A libido é um fenômeno complexo que envolve não somente a ação de hormônios
sobre áreas específicas do cérebro como elementos sensoriais e psicológicos. É muito
pouco provável que exista "o gene da libido" assim como é pouco provável que
exista o "gene da homossexualidade" ou outros genes do gênero.
Mas o fato de um comportamento ou uma característica ser muito complexa não
significa que não exista um único gene capaz de fazer desaparecer essa característica.
Um bom exemplo é o andar. Ele envolve as pernas, com seus ossos e músculos, o
controle da perna pelo sistema nervoso e os sistemas superiores do cérebro que
decidem iniciar o processo de andar. Toda essa complexidade claramente envolve
dezenas, senão centenas, de genes e é difícil de imaginar que exista o "gene do
andar".
Acontece que existem genes que são essenciais para a formação das pernas e braços e
uma mutação em um desses genes produz indivíduos incapazes de andar pelo
simples fato de não terem pernas. Como o andar é um processo complexo, mas
bastante conhecido de todos nós, se um jornalista descrevesse este gene como "gene
do andar" a falácia seria rapidamente descoberta.
Mas como a libido feminina é um grande mistério que fascina pelo menos metade da
humanidade, o título acima ainda induz a leitura e não o desprezo.

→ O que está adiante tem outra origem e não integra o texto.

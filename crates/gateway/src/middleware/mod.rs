//! Gateway middleware

pub mod rate_limit;
pub mod request_metrics;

Vamos ao que foi descoberto. O estrógeno é provavelmente o mais importante
hormônio feminino, sendo necessário para a manutenção dos caracteres sexuais
secundários nas fêmeas e capaz de induzir esses mesmos caracteres nos machos, se
injetado em grandes doses. Um dos locais de ação desse hormônio é o cérebro, onde
ele se liga a dois receptores, alfa e beta.
Há algum tempo foram construídos camundongos transgênicos nos quais esses genes
foram abolidos. A ausência do receptor beta não altera o comportamento sexual das
fêmeas, mas a remoção do gene alfa causa grandes alterações comportamentais. As
fêmeas não deixam os machos se aproximar por trás, deixam de apresentar a lordose
típica de fêmeas receptivas, não ficam imóveis para permitir o coito e se tornam
agressivas, atacando os machos. Deixo ao leitor imaginar os truques usados pelos
pesquisadores para conseguir manter e reproduzir essa linhagem mutante.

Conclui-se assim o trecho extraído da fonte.